Now, as communities search for safe ways to slowly reopen and bring entertainment outside the home, yet another explosion from the past is returning: the drive-in.

While some outdoor sites are hosting film screenings, others are creatively reinventing the classic car experience for the COVID-19 era.

In Paris, “Van Gogh, Starry Night” was a spectacular and immersive visual and sound festival that took the works of the Dutch artist and projected them from wall to wall to floor in larger than life sizes inside of a cavernous space.

Now, the creators are bringing a similar exhibit, “Immersive Van Gogh”, to Toronto in the 4,000 square foot space that previously housed printing presses for the Toronto Star. They present the 35-minute show as the world’s first immersive art exhibit.

“You come with only people from your household and you stay in the car,” said Corey Ross, a co-producer behind the series.
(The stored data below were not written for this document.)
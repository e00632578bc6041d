//! Configuration module

mod app_config;

pub use app_config::{
    AppConfig, DatasetConfig, EvaluationConfig, LogFormat, LoggingConfig, ProviderSettings,
    ProvidersConfig, ResultsConfig,
};
use thiserror::Error;

/// Failures that end a run without a report
#[derive(Debug, Clone, Error, PartialEq, Eq)]
pub enum EvaluationError {
    #[error("Checker defect while evaluating '{test_case_id}': {message}")]
    CheckerDefect {
        test_case_id: String,
        message: String,
    },

    #[error("Evaluation task failed: {message}")]
    TaskFailed { message: String },

    #[error("Invalid evaluation configuration: {message}")]
    Configuration { message: String },
}

impl EvaluationError {
    pub fn checker_defect(test_case_id: impl Into<String>, message: impl Into<String>) -> Self {
        Self::CheckerDefect {
            test_case_id: test_case_id.into(),
            message: message.into(),
        }
    }

    pub fn task_failed(message: impl Into<String>) -> Self {
        Self::TaskFailed {
            message: message.into(),
        }
    }

    pub fn configuration(message: impl Into<String>) -> Self {
        Self::Configuration {
            message: message.into(),
        }
    }
}

/// Best-effort text of a panic payload
pub(crate) fn panic_message(payload: &(dyn std::any::Any + Send)) -> String {
    if let Some(s) = payload.downcast_ref::<&str>() {
        (*s).to_string()
    } else if let Some(s) = payload.downcast_ref::<String>() {
        s.clone()
    } else {
        "non-string panic payload".to_string()
    }
}
use async_trait::async_trait;
use serde::Deserialize;
use serde_json::{json, Map, Value};

use super::http_client::HttpClientTrait;
use crate::domain::llm::{FinishReason, Usage};
use crate::domain::{
    LlmProvider, LlmRequest, LlmResponse, MessageRole, ProviderError, ToolCall,
};

const DEFAULT_GOOGLE_BASE_URL: &str = "https://generativelanguage.googleapis.com";
const PROVIDER: &str = "google";

/// JSON Schema keywords the Gemini API rejects in function declarations
const UNSUPPORTED_SCHEMA_KEYS: &[&str] = &["$schema", "additionalProperties", "$defs", "definitions"];

/// Google Gemini provider with `functionDeclarations`
#[derive(Debug)]
pub struct GoogleProvider<C: HttpClientTrait> {
    client: C,
    api_key: String,
    base_url: String,
}

impl<C: HttpClientTrait> GoogleProvider<C> {
    pub fn new(client: C, api_key: impl Into<String>) -> Self {
        Self::with_base_url(client, api_key, DEFAULT_GOOGLE_BASE_URL)
    }

    pub fn with_base_url(
        client: C,
        api_key: impl Into<String>,
        base_url: impl Into<String>,
    ) -> Self {
        let base_url = base_url.into().trim_end_matches('/').to_string();

        Self {
            client,
            api_key: api_key.into(),
            base_url,
        }
    }

    fn generate_url(&self, model: &str) -> String {
        let model = model.strip_prefix("models/").unwrap_or(model);
        format!("{}/v1beta/models/{}:generateContent", self.base_url, model)
    }

    fn build_request(&self, request: &LlmRequest) -> Value {
        let contents: Vec<Value> = request
            .conversation()
            .map(|m| {
                let role = match m.role {
                    MessageRole::Assistant => "model",
                    _ => "user",
                };
                json!({"role": role, "parts": [{"text": m.content_text()}]})
            })
            .collect();

        let mut body = json!({ "contents": contents });

        if let Some(system) = request.system_message() {
            body["systemInstruction"] = json!({"parts": [{"text": system}]});
        }

        if !request.tools.is_empty() {
            let declarations: Vec<Value> = request
                .tools
                .iter()
                .map(|tool| {
                    json!({
                        "name": tool.name,
                        "description": tool.description,
                        "parameters": strip_unsupported(&tool.parameters),
                    })
                })
                .collect();
            body["tools"] = json!([{ "functionDeclarations": declarations }]);
        }

        let mut generation = Map::new();
        if let Some(temp) = request.temperature {
            generation.insert("temperature".to_string(), json!(temp));
        }
        if let Some(max_tokens) = request.max_tokens {
            generation.insert("maxOutputTokens".to_string(), json!(max_tokens));
        }
        if !generation.is_empty() {
            body["generationConfig"] = Value::Object(generation);
        }

        body
    }

    fn headers(&self) -> Vec<(&str, &str)> {
        vec![
            ("x-goog-api-key", self.api_key.as_str()),
            ("Content-Type", "application/json"),
        ]
    }

    fn parse_response(&self, model: &str, json: Value) -> Result<LlmResponse, ProviderError> {
        let response: GeminiResponse = serde_json::from_value(json)
            .map_err(|e| ProviderError::malformed(PROVIDER, format!("Failed to parse response: {}", e)))?;

        let candidate = response
            .candidates
            .into_iter()
            .next()
            .ok_or_else(|| ProviderError::malformed(PROVIDER, "No candidates in response"))?;

        let mut llm_response = LlmResponse::new(
            response.response_id.unwrap_or_default(),
            response.model_version.unwrap_or_else(|| model.to_string()),
        );

        let mut text = String::new();
        for part in candidate.content.map(|c| c.parts).unwrap_or_default() {
            if let Some(call) = part.function_call {
                llm_response = llm_response.with_tool_call(ToolCall::new(call.name, call.args));
            } else if let Some(part_text) = part.text {
                text.push_str(&part_text);
            }
        }
        if !text.is_empty() {
            llm_response = llm_response.with_content(text);
        }

        if let Some(reason) = candidate.finish_reason {
            let reason = match reason.as_str() {
                "MAX_TOKENS" => FinishReason::Length,
                "SAFETY" | "RECITATION" | "BLOCKLIST" | "PROHIBITED_CONTENT" => {
                    FinishReason::ContentFilter
                }
                _ if !llm_response.tool_calls.is_empty() => FinishReason::ToolCalls,
                _ => FinishReason::Stop,
            };
            llm_response = llm_response.with_finish_reason(reason);
        }

        if let Some(usage) = response.usage_metadata {
            llm_response = llm_response.with_usage(Usage::new(
                usage.prompt_token_count,
                usage.candidates_token_count,
            ));
        }

        Ok(llm_response)
    }
}

fn strip_unsupported(schema: &Value) -> Value {
    match schema {
        Value::Object(map) => Value::Object(
            map.iter()
                .filter(|(key, _)| !UNSUPPORTED_SCHEMA_KEYS.contains(&key.as_str()))
                .map(|(key, value)| (key.clone(), strip_unsupported(value)))
                .collect(),
        ),
        Value::Array(items) => Value::Array(items.iter().map(strip_unsupported).collect()),
        other => other.clone(),
    }
}

#[async_trait]
impl<C: HttpClientTrait> LlmProvider for GoogleProvider<C> {
    async fn invoke(&self, model: &str, request: LlmRequest) -> Result<LlmResponse, ProviderError> {
        let url = self.generate_url(model);
        let body = self.build_request(&request);
        let response = self
            .client
            .post_json(&url, self.headers(), &body)
            .await
            .map_err(|e| e.for_provider(PROVIDER))?;

        self.parse_response(model, response)
    }

    fn provider_name(&self) -> &'static str {
        PROVIDER
    }
}

// Gemini API types

#[derive(Debug, Deserialize)]
#[serde(rename_all = "camelCase")]
struct GeminiResponse {
    #[serde(default)]
    candidates: Vec<GeminiCandidate>,
    usage_metadata: Option<GeminiUsage>,
    model_version: Option<String>,
    response_id: Option<String>,
}

#[derive(Debug, Deserialize)]
#[serde(rename_all = "camelCase")]
struct GeminiCandidate {
    content: Option<GeminiContent>,
    finish_reason: Option<String>,
}

#[derive(Debug, Deserialize)]
struct GeminiContent {
    #[serde(default)]
    parts: Vec<GeminiPart>,
}

#[derive(Debug, Deserialize)]
#[serde(rename_all = "camelCase")]
struct GeminiPart {
    text: Option<String>,
    function_call: Option<GeminiFunctionCall>,
}

#[derive(Debug, Deserialize)]
struct GeminiFunctionCall {
    name: String,
    #[serde(default)]
    args: Value,
}

#[derive(Debug, Deserialize)]
#[serde(rename_all = "camelCase")]
struct GeminiUsage {
    #[serde(default)]
    prompt_token_count: u32,
    #[serde(default)]
    candidates_token_count: u32,
}
//! Dataset infrastructure - Loading benchmark files into test cases

mod error;
mod loader;
mod record;

pub use error::DatasetError;
pub use loader::DatasetLoader;
pub use record::{BenchmarkRecord, DatasetRecord, FlatRecord, FormatSpec};
//! `checkers` and `check` commands

use std::process::ExitCode;

use anyhow::Context;
use clap::Args;
use serde_json::Value;

use crate::domain::{CheckerKind, CheckerRegistry};

#[derive(Args, Clone)]
pub struct CheckersArgs {
    /// Print the catalog as JSON
    #[arg(long)]
    pub json: bool,
}

#[derive(Args, Clone)]
pub struct CheckArgs {
    /// Checker kind, e.g. `NCommasChecker` or `ncommas`
    pub kind: String,

    /// Text to check
    pub value: String,

    /// Parameter record as a JSON object
    #[arg(long, default_value = "{}")]
    pub params: String,
}

pub fn list(args: CheckersArgs) -> anyhow::Result<ExitCode> {
    let entries = CheckerRegistry::entries();

    if args.json {
        println!("{}", serde_json::to_string_pretty(&entries)?);
        return Ok(ExitCode::SUCCESS);
    }

    for entry in entries {
        println!("{:<36} {}", entry.kind.as_str(), entry.group);
        for field in entry.params {
            let requirement = match field.default {
                Some(default) => format!("default {}", default),
                None if field.required => "required".to_string(),
                None => "optional".to_string(),
            };
            println!("    {:<24} {} ({})", field.name, field.param_type, requirement);
        }
    }

    Ok(ExitCode::SUCCESS)
}

/// Exit status reflects the verdict: success when the value follows the rule
pub fn run(args: CheckArgs) -> anyhow::Result<ExitCode> {
    let kind: CheckerKind = args.kind.parse()?;
    let params: Value = serde_json::from_str(&args.params).context("--params is not valid JSON")?;
    let checker = CheckerRegistry::build(kind, &params)?;

    let passed = checker.check(&args.value);

    println!("{}: {}", kind, checker.description());
    println!("{}", if passed { "PASS" } else { "FAIL" });

    Ok(if passed {
        ExitCode::SUCCESS
    } else {
        ExitCode::FAILURE
    })
}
It is a temporary facility until people can visit on foot, but in the meantime, Ross says there is room to safely accommodate 14 cars at a time. The exhibit, which was previously seen in Montreal earlier this year, will be launched in mid-June and tickets for the preview of the drive-in are already sold out.

Elsewhere, pop-up outdoor movie theaters suddenly pop up everywhere.

Canadian rock group July Talk is planning a live concert in a drive-in this summer. A group in Saskatoon is hoping to install screens in multiple locations around the city so people can stop and watch from their car. Their first pop-up location screened Jurassic Park on Saturday. A Regina drive-in opened its doors this weekend at 50% capacity to accommodate the five-meter distance rule.

“The demand for drive-thru is enormous,” said Svetlana Dvoretsky. “Because people are just tired of being at home. We all need something to do. “

British Columbia, Alberta, Saskatchewan and Manitoba allow drive-ins as part of its first reopening phase. The status of drive-ins elsewhere in Canada is less clear. In Nova Scotia and New Brunswick, religious services by car are now permitted as long as people stay in their cars and are parked two meters apart. In Ontario, drive-ins remain closed, although some theater owners hope to change that.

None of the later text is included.